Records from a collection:
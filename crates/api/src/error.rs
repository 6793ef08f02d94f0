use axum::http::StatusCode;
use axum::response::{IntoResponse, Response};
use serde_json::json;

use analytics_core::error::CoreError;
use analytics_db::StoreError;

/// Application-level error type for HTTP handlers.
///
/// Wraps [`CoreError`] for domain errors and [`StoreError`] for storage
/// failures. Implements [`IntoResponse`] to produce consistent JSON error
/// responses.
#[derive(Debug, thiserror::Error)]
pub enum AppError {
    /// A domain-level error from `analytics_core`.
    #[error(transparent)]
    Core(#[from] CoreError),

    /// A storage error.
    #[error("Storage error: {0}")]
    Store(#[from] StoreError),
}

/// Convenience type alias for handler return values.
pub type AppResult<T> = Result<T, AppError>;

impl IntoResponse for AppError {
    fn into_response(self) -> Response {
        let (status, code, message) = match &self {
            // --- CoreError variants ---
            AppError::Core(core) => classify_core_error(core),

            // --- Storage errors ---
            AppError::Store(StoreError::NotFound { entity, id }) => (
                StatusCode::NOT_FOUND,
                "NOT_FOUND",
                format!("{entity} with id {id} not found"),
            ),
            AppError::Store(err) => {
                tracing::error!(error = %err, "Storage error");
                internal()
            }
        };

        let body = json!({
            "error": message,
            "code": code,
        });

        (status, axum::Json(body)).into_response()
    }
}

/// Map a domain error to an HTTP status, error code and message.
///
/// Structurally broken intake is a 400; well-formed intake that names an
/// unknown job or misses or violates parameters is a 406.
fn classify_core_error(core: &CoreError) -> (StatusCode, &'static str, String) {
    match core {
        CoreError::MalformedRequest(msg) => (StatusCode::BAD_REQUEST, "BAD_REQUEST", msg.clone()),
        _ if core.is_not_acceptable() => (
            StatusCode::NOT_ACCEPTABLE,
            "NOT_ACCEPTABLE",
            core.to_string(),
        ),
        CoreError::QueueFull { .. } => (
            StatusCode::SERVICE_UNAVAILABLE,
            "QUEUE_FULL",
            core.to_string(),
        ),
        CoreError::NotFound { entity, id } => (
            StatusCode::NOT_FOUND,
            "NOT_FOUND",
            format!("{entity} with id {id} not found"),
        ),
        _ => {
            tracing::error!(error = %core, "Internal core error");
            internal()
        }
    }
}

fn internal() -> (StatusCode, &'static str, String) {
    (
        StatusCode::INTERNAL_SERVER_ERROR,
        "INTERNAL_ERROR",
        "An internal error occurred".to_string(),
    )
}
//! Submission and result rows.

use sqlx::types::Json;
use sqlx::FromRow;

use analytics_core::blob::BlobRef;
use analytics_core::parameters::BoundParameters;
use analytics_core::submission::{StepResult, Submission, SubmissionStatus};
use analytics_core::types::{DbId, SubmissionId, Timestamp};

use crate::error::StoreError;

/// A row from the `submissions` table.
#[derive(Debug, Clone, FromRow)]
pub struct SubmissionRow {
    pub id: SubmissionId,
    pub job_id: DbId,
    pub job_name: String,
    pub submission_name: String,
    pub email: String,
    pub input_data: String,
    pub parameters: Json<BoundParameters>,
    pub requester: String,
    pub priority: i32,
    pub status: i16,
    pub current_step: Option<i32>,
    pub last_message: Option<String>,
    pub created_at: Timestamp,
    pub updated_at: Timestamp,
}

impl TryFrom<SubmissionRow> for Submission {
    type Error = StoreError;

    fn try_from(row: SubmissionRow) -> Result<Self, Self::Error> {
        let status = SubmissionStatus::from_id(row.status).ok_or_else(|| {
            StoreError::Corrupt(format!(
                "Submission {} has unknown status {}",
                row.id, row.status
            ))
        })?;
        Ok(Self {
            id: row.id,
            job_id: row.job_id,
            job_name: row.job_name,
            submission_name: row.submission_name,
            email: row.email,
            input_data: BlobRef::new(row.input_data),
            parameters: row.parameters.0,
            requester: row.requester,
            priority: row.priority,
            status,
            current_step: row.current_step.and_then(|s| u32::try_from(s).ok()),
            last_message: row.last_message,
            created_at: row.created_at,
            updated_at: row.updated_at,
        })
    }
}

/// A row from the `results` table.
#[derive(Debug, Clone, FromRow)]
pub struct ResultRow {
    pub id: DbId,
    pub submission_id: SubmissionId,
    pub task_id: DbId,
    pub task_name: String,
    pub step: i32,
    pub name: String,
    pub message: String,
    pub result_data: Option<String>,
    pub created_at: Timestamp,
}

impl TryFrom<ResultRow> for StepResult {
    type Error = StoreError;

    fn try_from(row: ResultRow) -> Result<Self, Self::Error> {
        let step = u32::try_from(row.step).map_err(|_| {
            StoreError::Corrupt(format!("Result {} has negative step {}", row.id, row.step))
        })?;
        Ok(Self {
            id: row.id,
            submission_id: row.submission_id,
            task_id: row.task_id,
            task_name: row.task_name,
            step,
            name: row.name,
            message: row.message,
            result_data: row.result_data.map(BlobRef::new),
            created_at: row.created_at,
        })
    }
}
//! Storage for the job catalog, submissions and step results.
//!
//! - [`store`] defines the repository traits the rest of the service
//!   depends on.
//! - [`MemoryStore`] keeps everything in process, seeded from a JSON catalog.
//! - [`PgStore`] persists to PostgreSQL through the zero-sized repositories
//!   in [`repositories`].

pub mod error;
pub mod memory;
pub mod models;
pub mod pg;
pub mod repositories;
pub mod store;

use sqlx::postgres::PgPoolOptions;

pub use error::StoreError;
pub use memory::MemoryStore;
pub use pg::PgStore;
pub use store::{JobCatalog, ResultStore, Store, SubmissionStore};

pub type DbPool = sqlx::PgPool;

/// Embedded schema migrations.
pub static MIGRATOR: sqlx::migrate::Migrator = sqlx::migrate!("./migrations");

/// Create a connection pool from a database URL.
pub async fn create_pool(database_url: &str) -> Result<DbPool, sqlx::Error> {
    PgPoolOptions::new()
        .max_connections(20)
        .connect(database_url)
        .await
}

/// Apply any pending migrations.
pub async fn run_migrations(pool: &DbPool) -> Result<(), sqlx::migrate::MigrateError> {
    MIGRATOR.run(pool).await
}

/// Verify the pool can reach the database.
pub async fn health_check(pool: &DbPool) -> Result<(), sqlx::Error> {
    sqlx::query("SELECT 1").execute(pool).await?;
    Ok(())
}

> _Exercise details_
Could I ask you to return the records exactly and in full?

> _Answer_
filename crates/api/src/error.rs
repository 6793ef08f02d94f0
use axum::http::StatusCode;
use axum::response::{IntoResponse, Response};
use serde_json::json;

use analytics_core::error::CoreError;
use analytics_db::StoreError;

/// Application-level error type for HTTP handlers.
///
/// Wraps [`CoreError`] for domain errors and [`StoreError`] for storage
/// failures. Implements [`IntoResponse`] to produce consistent JSON error
/// responses.
#[derive(Debug, thiserror::Error)]
pub enum AppError {
    /// A domain-level error from `analytics_core`.
    #[error(transparent)]
    Core(#[from] CoreError),

    /// A storage error.
    #[error("Storage error: {0}")]
    Store(#[from] StoreError),
}

/// Convenience type alias for handler return values.
pub type AppResult<T> = Result<T, AppError>;

impl IntoResponse for AppError {
    fn into_response(self) -> Response {
        let (status, code, message) = match &self {
            // --- CoreError variants ---
            AppError::Core(core) => classify_core_error(core),

            // --- Storage errors ---
            AppError::Store(StoreError::NotFound { entity, id }) => (
                StatusCode::NOT_FOUND,
                "NOT_FOUND",
                format!("{entity} with id {id} not found"),
            ),
            AppError::Store(err) => {
                tracing::error!(error = %err, "Storage error");
                internal()
            }
        };

        let body = json!({
            "error": message,
            "code": code,
        });

        (status, axum::Json(body)).into_response()
    }
}

/// Map a domain error to an HTTP status, error code and message.
///
/// Structurally broken intake is a 400; well-formed intake that names an
/// unknown job or misses or violates parameters is a 406.
fn classify_core_error(core: &CoreError) -> (StatusCode, &'static str, String) {
    match core {
        CoreError::MalformedRequest(msg) => (StatusCode::BAD_REQUEST, "BAD_REQUEST", msg.clone()),
        _ if core.is_not_acceptable() => (
            StatusCode::NOT_ACCEPTABLE,
            "NOT_ACCEPTABLE",
            core.to_string(),
        ),
        CoreError::QueueFull { .. } => (
            StatusCode::SERVICE_UNAVAILABLE,
            "QUEUE_FULL",
            core.to_string(),
        ),
        CoreError::NotFound { entity, id } => (
            StatusCode::NOT_FOUND,
            "NOT_FOUND",
            format!("{entity} with id {id} not found"),
        ),
        _ => {
            tracing::error!(error = %core, "Internal core error");
            internal()
        }
    }
}

fn internal() -> (StatusCode, &'static str, String) {
    (
        StatusCode::INTERNAL_SERVER_ERROR,
        "INTERNAL_ERROR",
        "An internal error occurred".to_string(),
    )
}
//! Submission and result rows.

use sqlx::types::Json;
use sqlx::FromRow;

use analytics_core::blob::BlobRef;
use analytics_core::parameters::BoundParameters;
use analytics_core::submission::{StepResult, Submission, SubmissionStatus};
use analytics_core::types::{DbId, SubmissionId, Timestamp};

use crate::error::StoreError;

/// A row from the `submissions` table.
#[derive(Debug, Clone, FromRow)]
pub struct SubmissionRow {
    pub id: SubmissionId,
    pub job_id: DbId,
    pub job_name: String,
    pub submission_name: String,
    pub email: String,
    pub input_data: String,
    pub parameters: Json<BoundParameters>,
    pub requester: String,
    pub priority: i32,
    pub status: i16,
    pub current_step: Option<i32>,
    pub last_message: Option<String>,
    pub created_at: Timestamp,
    pub updated_at: Timestamp,
}

impl TryFrom<SubmissionRow> for Submission {
    type Error = StoreError;

    fn try_from(row: SubmissionRow) -> Result<Self, Self::Error> {
        let status = SubmissionStatus::from_id(row.status).ok_or_else(|| {
            StoreError::Corrupt(format!(
                "Submission {} has unknown status {}",
                row.id, row.status
            ))
        })?;
        Ok(Self {
            id: row.id,
            job_id: row.job_id,
            job_name: row.job_name,
            submission_name: row.submission_name,
            email: row.email,
            input_data: BlobRef::new(row.input_data),
            parameters: row.parameters.0,
            requester: row.requester,
            priority: row.priority,
            status,
            current_step: row.current_step.and_then(|s| u32::try_from(s).ok()),
            last_message: row.last_message,
            created_at: row.created_at,
            updated_at: row.updated_at,
        })
    }
}

/// A row from the `results` table.
#[derive(Debug, Clone, FromRow)]
pub struct ResultRow {
    pub id: DbId,
    pub submission_id: SubmissionId,
    pub task_id: DbId,
    pub task_name: String,
    pub step: i32,
    pub name: String,
    pub message: String,
    pub result_data: Option<String>,
    pub created_at: Timestamp,
}

impl TryFrom<ResultRow> for StepResult {
    type Error = StoreError;

    fn try_from(row: ResultRow) -> Result<Self, Self::Error> {
        let step = u32::try_from(row.step).map_err(|_| {
            StoreError::Corrupt(format!("Result {} has negative step {}", row.id, row.step))
        })?;
        Ok(Self {
            id: row.id,
            submission_id: row.submission_id,
            task_id: row.task_id,
            task_name: row.task_name,
            step,
            name: row.name,
            message: row.message,
            result_data: row.result_data.map(BlobRef::new),
            created_at: row.created_at,
        })
    }
}
//! Storage for the job catalog, submissions and step results.
//!
//! - [`store`] defines the repository traits the rest of the service
//!   depends on.
//! - [`MemoryStore`] keeps everything in process, seeded from a JSON catalog.
//! - [`PgStore`] persists to PostgreSQL through the zero-sized repositories
//!   in [`repositories`].

pub mod error;
pub mod memory;
pub mod models;
pub mod pg;
pub mod repositories;
pub mod store;

use sqlx::postgres::PgPoolOptions;

pub use error::StoreError;
pub use memory::MemoryStore;
pub use pg::PgStore;
pub use store::{JobCatalog, ResultStore, Store, SubmissionStore};

pub type DbPool = sqlx::PgPool;

/// Embedded schema migrations.
pub static MIGRATOR: sqlx::migrate::Migrator = sqlx::migrate!("./migrations");

/// Create a connection pool from a database URL.
pub async fn create_pool(database_url: &str) -> Result<DbPool, sqlx::Error> {
    PgPoolOptions::new()
        .max_connections(20)
        .connect(database_url)
        .await
}

/// Apply any pending migrations.
pub async fn run_migrations(pool: &DbPool) -> Result<(), sqlx::migrate::MigrateError> {
    MIGRATOR.run(pool).await
}

/// Verify the pool can reach the database.
pub async fn health_check(pool: &DbPool) -> Result<(), sqlx::Error> {
    sqlx::query("SELECT 1").execute(pool).await?;
    Ok(())
}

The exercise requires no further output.